From the material below, copy every line in which the word "crates" occurs.
········
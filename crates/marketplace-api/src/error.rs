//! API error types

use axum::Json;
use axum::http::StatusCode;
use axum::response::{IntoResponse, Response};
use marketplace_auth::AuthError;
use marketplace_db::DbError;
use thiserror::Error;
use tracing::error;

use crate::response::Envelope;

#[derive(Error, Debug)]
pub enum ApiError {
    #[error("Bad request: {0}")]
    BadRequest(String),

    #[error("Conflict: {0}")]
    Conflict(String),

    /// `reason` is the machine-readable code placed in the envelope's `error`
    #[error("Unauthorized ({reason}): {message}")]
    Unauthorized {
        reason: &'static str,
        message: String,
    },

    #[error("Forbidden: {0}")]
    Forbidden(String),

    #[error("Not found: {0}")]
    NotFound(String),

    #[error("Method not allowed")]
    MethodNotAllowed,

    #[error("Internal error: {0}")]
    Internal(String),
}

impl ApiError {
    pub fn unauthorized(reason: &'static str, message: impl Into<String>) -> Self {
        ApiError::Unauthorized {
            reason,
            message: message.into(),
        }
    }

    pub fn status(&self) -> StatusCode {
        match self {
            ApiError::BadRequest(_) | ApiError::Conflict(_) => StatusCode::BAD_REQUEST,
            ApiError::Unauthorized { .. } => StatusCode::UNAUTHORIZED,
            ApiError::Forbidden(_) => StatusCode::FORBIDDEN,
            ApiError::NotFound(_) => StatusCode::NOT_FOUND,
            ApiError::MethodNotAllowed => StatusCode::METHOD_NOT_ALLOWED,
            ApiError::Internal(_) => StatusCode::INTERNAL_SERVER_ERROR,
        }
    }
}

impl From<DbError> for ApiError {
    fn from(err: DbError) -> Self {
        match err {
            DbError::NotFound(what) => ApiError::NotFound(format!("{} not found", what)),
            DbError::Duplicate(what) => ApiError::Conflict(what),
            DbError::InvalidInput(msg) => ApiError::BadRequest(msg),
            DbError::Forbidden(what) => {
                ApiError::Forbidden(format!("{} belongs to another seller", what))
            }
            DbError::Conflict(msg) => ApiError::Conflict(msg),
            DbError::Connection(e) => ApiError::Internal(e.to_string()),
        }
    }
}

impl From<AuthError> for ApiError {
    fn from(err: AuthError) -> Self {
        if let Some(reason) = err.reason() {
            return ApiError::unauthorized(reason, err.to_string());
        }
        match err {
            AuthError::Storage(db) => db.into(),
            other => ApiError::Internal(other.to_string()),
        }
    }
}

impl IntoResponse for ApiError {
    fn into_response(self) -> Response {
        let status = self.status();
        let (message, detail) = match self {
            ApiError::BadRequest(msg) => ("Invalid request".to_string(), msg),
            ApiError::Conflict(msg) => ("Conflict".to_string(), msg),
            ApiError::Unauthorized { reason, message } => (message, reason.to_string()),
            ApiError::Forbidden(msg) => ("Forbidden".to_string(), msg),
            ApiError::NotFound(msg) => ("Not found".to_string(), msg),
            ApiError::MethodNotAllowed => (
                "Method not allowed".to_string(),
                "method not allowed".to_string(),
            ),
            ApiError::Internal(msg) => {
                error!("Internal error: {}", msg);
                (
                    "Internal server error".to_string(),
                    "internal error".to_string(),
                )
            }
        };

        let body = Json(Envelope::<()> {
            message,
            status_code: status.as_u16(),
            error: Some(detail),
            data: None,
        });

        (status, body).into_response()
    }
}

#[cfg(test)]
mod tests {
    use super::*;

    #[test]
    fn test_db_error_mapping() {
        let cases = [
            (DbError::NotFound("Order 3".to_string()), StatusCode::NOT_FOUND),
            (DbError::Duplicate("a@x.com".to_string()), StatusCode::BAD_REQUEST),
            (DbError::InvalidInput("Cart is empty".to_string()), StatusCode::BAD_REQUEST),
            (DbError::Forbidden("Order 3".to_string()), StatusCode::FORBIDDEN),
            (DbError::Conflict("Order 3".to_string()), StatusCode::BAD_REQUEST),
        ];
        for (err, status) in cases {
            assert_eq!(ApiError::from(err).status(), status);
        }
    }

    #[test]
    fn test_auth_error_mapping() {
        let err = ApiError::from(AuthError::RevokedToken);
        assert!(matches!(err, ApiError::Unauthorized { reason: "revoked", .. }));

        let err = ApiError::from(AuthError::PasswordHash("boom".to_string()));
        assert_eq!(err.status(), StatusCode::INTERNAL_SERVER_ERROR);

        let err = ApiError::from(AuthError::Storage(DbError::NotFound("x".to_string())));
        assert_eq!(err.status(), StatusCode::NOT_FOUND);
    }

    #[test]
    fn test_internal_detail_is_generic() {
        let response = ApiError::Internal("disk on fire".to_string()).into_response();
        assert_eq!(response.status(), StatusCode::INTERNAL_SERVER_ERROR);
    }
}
········
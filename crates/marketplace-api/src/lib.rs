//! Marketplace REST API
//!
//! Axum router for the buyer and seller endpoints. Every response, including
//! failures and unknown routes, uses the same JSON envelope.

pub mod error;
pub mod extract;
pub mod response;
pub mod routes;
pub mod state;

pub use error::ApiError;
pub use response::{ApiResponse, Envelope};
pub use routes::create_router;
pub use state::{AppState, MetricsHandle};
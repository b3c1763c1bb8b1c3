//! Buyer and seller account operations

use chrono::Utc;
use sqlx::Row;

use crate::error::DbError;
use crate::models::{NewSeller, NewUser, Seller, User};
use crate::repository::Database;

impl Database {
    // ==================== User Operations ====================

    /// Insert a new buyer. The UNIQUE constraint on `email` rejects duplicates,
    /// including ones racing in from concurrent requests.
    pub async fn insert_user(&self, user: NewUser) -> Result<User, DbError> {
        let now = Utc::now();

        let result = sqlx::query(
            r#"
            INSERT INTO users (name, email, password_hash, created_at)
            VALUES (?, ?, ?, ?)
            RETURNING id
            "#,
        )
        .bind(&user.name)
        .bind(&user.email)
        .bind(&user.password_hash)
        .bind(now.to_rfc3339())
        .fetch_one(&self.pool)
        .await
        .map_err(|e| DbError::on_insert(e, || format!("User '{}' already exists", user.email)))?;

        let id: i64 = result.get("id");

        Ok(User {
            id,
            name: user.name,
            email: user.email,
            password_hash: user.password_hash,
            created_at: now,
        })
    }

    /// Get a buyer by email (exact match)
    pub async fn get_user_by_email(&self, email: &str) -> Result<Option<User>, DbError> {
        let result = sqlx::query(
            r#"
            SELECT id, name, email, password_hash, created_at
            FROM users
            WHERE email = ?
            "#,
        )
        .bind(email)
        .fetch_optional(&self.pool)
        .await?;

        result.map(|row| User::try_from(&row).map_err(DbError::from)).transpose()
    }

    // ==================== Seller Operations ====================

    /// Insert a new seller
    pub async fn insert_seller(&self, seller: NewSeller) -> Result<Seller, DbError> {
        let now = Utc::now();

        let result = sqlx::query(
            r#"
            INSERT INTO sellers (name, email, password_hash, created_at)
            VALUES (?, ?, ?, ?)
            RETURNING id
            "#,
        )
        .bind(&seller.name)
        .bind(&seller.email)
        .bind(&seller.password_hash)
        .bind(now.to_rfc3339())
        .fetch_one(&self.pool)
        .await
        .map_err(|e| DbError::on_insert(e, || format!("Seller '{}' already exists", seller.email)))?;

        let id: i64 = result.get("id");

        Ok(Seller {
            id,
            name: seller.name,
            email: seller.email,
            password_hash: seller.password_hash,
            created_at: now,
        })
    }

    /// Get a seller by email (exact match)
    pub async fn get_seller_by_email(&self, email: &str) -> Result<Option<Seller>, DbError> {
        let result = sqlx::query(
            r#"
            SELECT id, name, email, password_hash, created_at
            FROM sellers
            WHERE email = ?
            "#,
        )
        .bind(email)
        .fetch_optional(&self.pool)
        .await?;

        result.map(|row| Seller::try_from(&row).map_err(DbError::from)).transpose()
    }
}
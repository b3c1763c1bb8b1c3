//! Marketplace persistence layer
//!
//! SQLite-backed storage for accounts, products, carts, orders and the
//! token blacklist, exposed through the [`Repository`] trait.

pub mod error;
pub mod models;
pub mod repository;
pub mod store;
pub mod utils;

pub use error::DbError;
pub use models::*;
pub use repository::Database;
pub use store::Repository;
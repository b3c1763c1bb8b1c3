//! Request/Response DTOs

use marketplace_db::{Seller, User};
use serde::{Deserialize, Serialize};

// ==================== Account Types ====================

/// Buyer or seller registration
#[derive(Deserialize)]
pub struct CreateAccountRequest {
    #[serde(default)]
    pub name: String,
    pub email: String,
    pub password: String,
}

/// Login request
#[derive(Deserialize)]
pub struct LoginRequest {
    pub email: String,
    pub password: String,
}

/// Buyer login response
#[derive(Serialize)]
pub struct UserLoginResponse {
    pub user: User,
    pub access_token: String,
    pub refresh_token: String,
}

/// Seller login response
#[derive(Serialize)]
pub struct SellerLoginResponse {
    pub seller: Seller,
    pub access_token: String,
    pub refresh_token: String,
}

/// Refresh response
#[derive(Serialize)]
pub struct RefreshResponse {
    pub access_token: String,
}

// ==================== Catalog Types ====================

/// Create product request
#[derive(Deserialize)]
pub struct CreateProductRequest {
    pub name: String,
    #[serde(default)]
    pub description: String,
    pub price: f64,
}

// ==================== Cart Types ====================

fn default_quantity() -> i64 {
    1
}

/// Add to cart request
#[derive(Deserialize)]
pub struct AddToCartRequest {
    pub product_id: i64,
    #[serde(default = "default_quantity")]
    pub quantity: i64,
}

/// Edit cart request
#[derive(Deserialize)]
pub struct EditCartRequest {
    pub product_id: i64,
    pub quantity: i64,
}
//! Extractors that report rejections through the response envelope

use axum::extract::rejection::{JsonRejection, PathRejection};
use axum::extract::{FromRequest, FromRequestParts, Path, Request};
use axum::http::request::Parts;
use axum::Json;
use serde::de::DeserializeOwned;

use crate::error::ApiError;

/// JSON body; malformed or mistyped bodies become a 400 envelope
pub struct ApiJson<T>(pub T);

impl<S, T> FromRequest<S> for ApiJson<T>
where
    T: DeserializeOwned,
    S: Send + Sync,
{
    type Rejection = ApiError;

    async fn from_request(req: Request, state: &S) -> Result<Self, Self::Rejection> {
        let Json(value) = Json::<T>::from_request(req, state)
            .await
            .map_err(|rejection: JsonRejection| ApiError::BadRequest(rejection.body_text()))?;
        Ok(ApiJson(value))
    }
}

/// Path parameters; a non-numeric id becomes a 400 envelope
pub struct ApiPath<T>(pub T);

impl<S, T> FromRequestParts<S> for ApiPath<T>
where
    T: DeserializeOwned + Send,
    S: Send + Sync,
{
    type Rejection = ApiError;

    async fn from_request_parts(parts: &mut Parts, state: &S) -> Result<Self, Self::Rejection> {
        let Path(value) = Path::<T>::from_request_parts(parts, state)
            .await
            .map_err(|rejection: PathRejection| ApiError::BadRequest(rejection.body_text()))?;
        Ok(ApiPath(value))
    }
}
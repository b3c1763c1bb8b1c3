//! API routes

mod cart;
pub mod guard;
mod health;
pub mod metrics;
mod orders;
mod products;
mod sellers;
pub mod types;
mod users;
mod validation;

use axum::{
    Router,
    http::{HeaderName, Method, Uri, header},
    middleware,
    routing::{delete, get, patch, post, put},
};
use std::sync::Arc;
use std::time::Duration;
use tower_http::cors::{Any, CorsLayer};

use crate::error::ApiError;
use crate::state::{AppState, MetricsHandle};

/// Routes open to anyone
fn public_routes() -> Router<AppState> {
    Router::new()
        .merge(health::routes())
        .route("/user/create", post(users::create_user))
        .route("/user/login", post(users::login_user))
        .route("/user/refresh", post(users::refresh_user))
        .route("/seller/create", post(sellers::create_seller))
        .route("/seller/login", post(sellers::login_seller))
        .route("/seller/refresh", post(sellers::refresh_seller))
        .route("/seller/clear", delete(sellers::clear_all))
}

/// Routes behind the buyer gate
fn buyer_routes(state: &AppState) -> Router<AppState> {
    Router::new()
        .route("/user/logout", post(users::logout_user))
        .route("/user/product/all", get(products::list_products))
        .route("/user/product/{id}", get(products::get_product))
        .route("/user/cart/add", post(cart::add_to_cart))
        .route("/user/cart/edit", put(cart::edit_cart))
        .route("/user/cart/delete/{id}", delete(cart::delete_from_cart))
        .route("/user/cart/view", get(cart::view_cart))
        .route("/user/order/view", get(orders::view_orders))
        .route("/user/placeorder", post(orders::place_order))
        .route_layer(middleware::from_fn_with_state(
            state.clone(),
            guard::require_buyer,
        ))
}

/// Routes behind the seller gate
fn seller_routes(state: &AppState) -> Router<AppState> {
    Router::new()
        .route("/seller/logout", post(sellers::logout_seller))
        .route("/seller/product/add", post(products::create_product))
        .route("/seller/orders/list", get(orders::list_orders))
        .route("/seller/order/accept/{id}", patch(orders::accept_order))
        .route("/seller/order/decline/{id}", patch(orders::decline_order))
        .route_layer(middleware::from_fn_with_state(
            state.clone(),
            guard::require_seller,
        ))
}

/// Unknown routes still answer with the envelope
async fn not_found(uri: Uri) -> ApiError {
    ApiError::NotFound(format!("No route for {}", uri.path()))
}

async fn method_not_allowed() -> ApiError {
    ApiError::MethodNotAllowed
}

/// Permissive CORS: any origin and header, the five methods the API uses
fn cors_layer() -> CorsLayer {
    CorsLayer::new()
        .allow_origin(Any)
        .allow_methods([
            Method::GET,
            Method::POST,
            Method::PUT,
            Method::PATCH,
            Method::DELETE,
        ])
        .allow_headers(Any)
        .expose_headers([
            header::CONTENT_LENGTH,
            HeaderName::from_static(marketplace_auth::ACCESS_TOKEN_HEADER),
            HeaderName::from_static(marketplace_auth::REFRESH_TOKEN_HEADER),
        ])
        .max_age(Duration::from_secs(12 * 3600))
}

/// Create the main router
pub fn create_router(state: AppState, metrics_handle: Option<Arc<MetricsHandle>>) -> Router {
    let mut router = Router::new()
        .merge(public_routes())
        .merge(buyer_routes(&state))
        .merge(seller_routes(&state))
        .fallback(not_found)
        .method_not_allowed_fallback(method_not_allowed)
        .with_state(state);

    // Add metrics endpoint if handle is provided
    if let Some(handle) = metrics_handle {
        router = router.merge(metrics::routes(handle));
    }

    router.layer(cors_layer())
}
········
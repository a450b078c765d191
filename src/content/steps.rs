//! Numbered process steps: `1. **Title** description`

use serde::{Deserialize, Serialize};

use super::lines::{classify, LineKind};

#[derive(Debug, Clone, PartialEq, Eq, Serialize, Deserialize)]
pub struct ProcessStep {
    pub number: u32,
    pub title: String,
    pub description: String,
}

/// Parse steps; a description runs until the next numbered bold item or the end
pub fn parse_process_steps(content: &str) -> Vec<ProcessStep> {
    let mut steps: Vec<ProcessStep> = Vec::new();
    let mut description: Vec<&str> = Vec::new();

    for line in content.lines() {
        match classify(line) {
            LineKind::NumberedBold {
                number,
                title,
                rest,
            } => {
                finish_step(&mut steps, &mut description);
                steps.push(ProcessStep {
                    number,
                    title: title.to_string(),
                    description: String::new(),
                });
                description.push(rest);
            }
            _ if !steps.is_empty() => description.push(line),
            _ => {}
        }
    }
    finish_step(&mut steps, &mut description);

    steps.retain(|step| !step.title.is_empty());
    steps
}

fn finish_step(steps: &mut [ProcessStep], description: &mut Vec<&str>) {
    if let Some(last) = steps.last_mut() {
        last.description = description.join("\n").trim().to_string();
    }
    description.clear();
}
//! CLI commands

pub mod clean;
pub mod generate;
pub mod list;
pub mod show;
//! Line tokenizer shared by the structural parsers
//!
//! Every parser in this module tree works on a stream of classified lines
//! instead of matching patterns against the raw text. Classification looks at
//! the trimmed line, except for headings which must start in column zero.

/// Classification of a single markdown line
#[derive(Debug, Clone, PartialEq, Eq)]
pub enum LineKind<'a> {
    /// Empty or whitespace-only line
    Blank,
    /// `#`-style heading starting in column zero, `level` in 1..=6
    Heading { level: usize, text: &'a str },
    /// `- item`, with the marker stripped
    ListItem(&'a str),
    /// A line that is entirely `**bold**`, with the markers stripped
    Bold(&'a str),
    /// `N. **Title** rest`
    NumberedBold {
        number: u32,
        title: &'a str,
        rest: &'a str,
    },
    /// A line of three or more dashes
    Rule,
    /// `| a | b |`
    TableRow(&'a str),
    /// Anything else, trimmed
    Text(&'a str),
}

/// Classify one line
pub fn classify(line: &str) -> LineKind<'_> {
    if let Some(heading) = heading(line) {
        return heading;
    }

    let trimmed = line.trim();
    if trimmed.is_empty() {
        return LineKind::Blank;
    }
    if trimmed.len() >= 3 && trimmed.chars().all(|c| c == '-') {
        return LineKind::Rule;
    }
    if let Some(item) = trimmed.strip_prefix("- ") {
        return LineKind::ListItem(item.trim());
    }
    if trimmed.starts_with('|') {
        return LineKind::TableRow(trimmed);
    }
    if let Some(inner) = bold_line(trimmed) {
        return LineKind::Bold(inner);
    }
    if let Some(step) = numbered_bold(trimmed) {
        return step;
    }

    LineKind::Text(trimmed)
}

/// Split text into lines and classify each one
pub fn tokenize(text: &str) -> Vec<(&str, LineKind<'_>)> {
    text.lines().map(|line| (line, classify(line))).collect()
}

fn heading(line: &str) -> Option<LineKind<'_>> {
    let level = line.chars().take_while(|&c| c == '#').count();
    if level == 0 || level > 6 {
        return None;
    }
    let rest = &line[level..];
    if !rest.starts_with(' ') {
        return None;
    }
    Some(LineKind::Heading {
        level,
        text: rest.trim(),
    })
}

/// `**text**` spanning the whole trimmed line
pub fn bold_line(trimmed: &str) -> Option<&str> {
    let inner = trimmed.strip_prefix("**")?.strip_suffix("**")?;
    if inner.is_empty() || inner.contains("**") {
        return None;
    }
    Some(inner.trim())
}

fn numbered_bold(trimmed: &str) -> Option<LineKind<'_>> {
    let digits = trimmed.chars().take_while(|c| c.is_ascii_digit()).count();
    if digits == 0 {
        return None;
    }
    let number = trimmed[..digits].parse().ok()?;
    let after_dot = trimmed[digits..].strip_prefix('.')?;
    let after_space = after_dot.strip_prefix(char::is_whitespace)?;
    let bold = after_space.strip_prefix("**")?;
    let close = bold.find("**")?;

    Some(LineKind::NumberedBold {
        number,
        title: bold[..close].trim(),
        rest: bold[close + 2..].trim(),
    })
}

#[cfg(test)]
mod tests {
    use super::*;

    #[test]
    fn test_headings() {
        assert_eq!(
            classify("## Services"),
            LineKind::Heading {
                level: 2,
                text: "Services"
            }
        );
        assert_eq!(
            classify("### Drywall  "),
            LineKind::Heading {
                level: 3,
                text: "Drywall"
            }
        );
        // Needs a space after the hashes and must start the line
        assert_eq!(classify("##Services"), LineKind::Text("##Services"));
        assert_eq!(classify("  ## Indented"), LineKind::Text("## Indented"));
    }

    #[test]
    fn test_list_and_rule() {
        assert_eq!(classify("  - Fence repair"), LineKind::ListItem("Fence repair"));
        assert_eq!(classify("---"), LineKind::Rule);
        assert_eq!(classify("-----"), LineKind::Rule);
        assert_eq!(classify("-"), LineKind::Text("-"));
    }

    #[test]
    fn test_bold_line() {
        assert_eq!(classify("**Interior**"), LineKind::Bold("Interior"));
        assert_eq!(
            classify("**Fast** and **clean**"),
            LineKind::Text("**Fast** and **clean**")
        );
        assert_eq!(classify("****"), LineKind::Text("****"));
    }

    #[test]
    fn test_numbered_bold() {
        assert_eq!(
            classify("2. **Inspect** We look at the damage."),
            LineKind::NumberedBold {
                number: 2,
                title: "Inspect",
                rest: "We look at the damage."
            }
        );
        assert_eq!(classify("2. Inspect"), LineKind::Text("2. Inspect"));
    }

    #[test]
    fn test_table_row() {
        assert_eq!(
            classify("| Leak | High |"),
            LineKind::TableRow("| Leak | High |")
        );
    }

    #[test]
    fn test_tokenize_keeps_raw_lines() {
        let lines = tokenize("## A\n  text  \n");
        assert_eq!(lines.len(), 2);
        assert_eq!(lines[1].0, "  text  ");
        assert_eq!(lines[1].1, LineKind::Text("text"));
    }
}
········
Exercise answer:
filename crates/marketplace-api/src/error.rs
filename crates/marketplace-api/src/lib.rs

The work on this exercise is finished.